Quick question for anyone with a Sage Barista Express, will it function with a smart plug? I'm wondering whether I'll be able to set it to switch on and warm up at a certain time so it's ready to go when I come downstairs for work.

You can test if it will work by switching the machine on, then turning the plug off at the wall. When you turn it back on at the wall, if it starts up then this means it'll work with a smart plug.

Apologies if this is something that has been asked/discussed before but I did have a look and couldn't find it. Thanks in advance for any answers.


----------



## THR_Crema (May 20, 2019)

Sufc1906 said:


> Hi there,
> 
> Quick question for anyone with a Sage Barista Express, will it function with a smart plug?
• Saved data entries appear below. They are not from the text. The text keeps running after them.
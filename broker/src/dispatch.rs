//! Dispatch: turn one work request into a nonce, or a timeout.
//!
//! The request first goes to a single round-robin bucket with a short wait.
//! If nobody answers, it is re-issued under a fresh request id to every
//! bucket with a long wait. Either way the caller only ever blocks on its
//! own delivery channel.

use std::sync::Arc;
use std::time::Duration;

use rand::Rng;
use tokio::task::JoinHandle;
use tokio::time::{timeout, Instant};
use tracing::{debug, info, warn, Instrument};

use bpow_types::{ServerMessage, WorkHash, WorkItem};
use bpow_work::{clamp_multiplier, is_work_valid};

use crate::hub::{BroadcastTarget, HubHandle};
use crate::metrics::BrokerMetrics;
use crate::pending::{DeliveryReceiver, PendingRegistry, PendingRequest};
use crate::store::{WorkCache, WorkStore};
use crate::tracing_spans::dispatch_span;
use crate::BrokerError;

/// A request for work on `hash`.
#[derive(Clone, Debug, PartialEq, Eq)]
pub struct DispatchRequest {
    /// 64 hex characters.
    pub hash: String,
    /// Clamped into `[1, 128]` before use.
    pub difficulty_multiplier: i64,
    /// Identity of the requester, used for crediting.
    pub requester: String,
    pub block_award: bool,
    pub precache: bool,
}

impl DispatchRequest {
    pub fn new(hash: impl Into<String>, difficulty_multiplier: i64, requester: impl Into<String>) -> Self {
        Self {
            hash: hash.into(),
            difficulty_multiplier,
            requester: requester.into(),
            block_award: true,
            precache: false,
        }
    }
}

/// Fresh correlation id: 32 random bytes, hex-encoded.
pub fn new_request_id() -> String {
    let bytes: [u8; 32] = rand::thread_rng().gen();
    hex::encode(bytes)
}

#[derive(Clone)]
pub struct Dispatcher {
    hub: HubHandle,
    pending: Arc<PendingRegistry>,
    cache: Arc<dyn WorkCache>,
    store: Arc<dyn WorkStore>,
    metrics: Arc<BrokerMetrics>,
    short_timeout: Duration,
    long_timeout: Duration,
}

impl Dispatcher {
    pub fn new(
        hub: HubHandle,
        pending: Arc<PendingRegistry>,
        cache: Arc<dyn WorkCache>,
        store: Arc<dyn WorkStore>,
        metrics: Arc<BrokerMetrics>,
        short_timeout: Duration,
        long_timeout: Duration,
    ) -> Self {
        Self {
            hub,
            pending,
            cache,
            store,
            metrics,
            short_timeout,
            long_timeout,
        }
    }

    /// Obtain valid work for the request.
    ///
    /// Fails with [`BrokerError::InvalidHash`] before anything is broadcast,
    /// or [`BrokerError::Timeout`] once both tiers expire.
    pub async fn dispatch(&self, request: DispatchRequest) -> Result<String, BrokerError> {
        let hash = WorkHash::from_hex(&request.hash)
            .map_err(|e| BrokerError::InvalidHash(e.to_string()))?;
        let multiplier = clamp_multiplier(request.difficulty_multiplier);

        if let Some(work) = self.known_work(&hash, multiplier) {
            self.metrics.cache_hits.inc();
            debug!(%hash, multiplier, "served from cache");
            return Ok(work);
        }

        let span = dispatch_span(&hash.to_hex(), multiplier, request.precache);
        self.broadcast_and_wait(hash, multiplier, &request)
            .instrument(span)
            .await
    }

    /// Warm the cache for `hash` in the background.
    pub fn precache(
        &self,
        hash: impl Into<String>,
        difficulty_multiplier: i64,
        requester: impl Into<String>,
    ) -> JoinHandle<()> {
        let mut request = DispatchRequest::new(hash, difficulty_multiplier, requester);
        request.precache = true;
        let dispatcher = self.clone();
        tokio::spawn(async move {
            if let Err(e) = dispatcher.dispatch(request).await {
                debug!(error = %e, "precache request failed");
            }
        })
    }

    async fn broadcast_and_wait(
        &self,
        hash: WorkHash,
        multiplier: u32,
        request: &DispatchRequest,
    ) -> Result<String, BrokerError> {
        self.metrics.dispatches.inc();
        let started = Instant::now();

        let (request_id, rx) = self.open(hash, multiplier, request);
        let message = work_message(&request_id, hash, multiplier, request.precache)?;
        let bucket = match self.hub.broadcast_next(message).await {
            Ok(bucket) => bucket,
            Err(e) => {
                self.pending.delete(&request_id);
                return Err(e);
            }
        };
        debug!(%bucket, %request_id, "broadcast to bucket");

        if let Some(work) = self.wait(&request_id, rx, self.short_timeout).await {
            self.observe(started);
            return Ok(work);
        }

        self.metrics.escalations.inc();
        warn!(%hash, "no answer from bucket, sending to every worker");

        let (request_id, rx) = self.open(hash, multiplier, request);
        let message = work_message(&request_id, hash, multiplier, request.precache)?;
        if let Err(e) = self.hub.broadcast(BroadcastTarget::All, message).await {
            self.pending.delete(&request_id);
            return Err(e);
        }

        if let Some(work) = self.wait(&request_id, rx, self.long_timeout).await {
            self.observe(started);
            return Ok(work);
        }

        self.metrics.timeouts.inc();
        info!(%hash, "work request timed out");
        Err(BrokerError::Timeout {
            hash: hash.to_hex(),
        })
    }

    fn open(
        &self,
        hash: WorkHash,
        multiplier: u32,
        request: &DispatchRequest,
    ) -> (String, DeliveryReceiver) {
        loop {
            let request_id = new_request_id();
            let (entry, rx) = PendingRequest::new(
                request_id.clone(),
                hash,
                multiplier,
                request.requester.clone(),
                request.block_award,
                request.precache,
            );
            if self.pending.put(entry) {
                return (request_id, rx);
            }
        }
    }

    /// Wait for delivery, then tear the entry down either way.
    async fn wait(
        &self,
        request_id: &str,
        mut rx: DeliveryReceiver,
        limit: Duration,
    ) -> Option<String> {
        let delivered = timeout(limit, rx.recv()).await.ok().flatten();
        self.pending.delete(request_id);
        // A delivery can land between the timer firing and the delete.
        delivered.or_else(|| rx.try_recv().ok())
    }

    /// Cached or stored work that still meets `multiplier`.
    fn known_work(&self, hash: &WorkHash, multiplier: u32) -> Option<String> {
        let hex = hash.to_hex();
        if let Some(work) = self.cache.get(hash) {
            if is_work_valid(&hex, multiplier, &work) {
                return Some(work);
            }
        }
        match self.store.get(hash) {
            Ok(Some(record)) if is_work_valid(&hex, multiplier, &record.result) => {
                Some(record.result)
            }
            Ok(_) => None,
            Err(e) => {
                warn!(%hash, error = %e, "work store lookup failed");
                None
            }
        }
    }

    fn observe(&self, started: Instant) {
        self.metrics
            .dispatch_latency_ms
            .observe(started.elapsed().as_secs_f64() * 1_000.0);
    }
}

fn work_message(
    request_id: &str,
    hash: WorkHash,
    multiplier: u32,
    precache: bool,
) -> Result<String, BrokerError> {
    Ok(ServerMessage::WorkGenerate(WorkItem {
        request_id: request_id.to_string(),
        hash,
        difficulty_multiplier: multiplier,
        precache,
    })
    .to_json()?)
}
I'm wondering whether I'll be able to set it to switch on and warm up at a certain time so it's ready to go when I come downstairs for work.
> 
> ...


 Good question - I haven't found a smart plug solution however there is an option I've seen for a Bluetooth smart switch to be stuck on the front. For me it doesn't look nice but some may feel they can live with it.

Here's the Amazon link:

https://www.amazon.co.uk/dp/B07B7NXV4R/ref=cm_sw_r_cp_tai_OGmFEbFR86EGC

There was a video of it on a Sage BE but can't find it at the moment.

Thoughts?


----------



## -Mac (Aug 22, 2019)

I don't know if you can stop the BE powering itself off, even if you can make it come on. Does it still heat up in standby mode?


----------



## Sufc1906 (Mar 26, 2020)

THR_Crema said:


> Good question - I haven't found a smart plug solution however there is an option I've seen for a Bluetooth smart switch to be stuck on the front. For me it doesn't look nice but some may feel they can live with it.
> 
> Here's the Amazon link:
> 
> ...


 This is interesting, I'd not come across these before.

A little expensive to integrate with Google Home/Alexa etc as from what I can make out, it needs the hub (£40) and switch (£25).

I take it from this, that a simple smart plug by itself doesn't work?


----------



## THR_Crema (May 20, 2019)

As far as I'm aware a smart plug wouldn't work due to the power button on the machine. I wonder if you'd be able to replace the button and modify it - you'd need someone with a better knowledge of electronics than myself ?


----------



## Sufc1906 (Mar 26, 2020)

THR_Crema said:


> As far as I'm aware a smart plug wouldn't work due to the power button on the machine. I wonder if you'd be able to replace the button and modify it - you'd need someone with a better knowledge of electronics than myself ?


 Ah yes that makes sense. Have found this image below, think I will give that a try. Thanks for your help.

https://amp.reddit.com/branch-redirect?creative=HeroImage&experiment=amp_link_post_to_app&path=%2Fr%2Fespresso%2Fcomments%2Fegxgks%2Fmy_solution_for_preheating_my_breville_from_bed_d%2F&variant=treatment


----------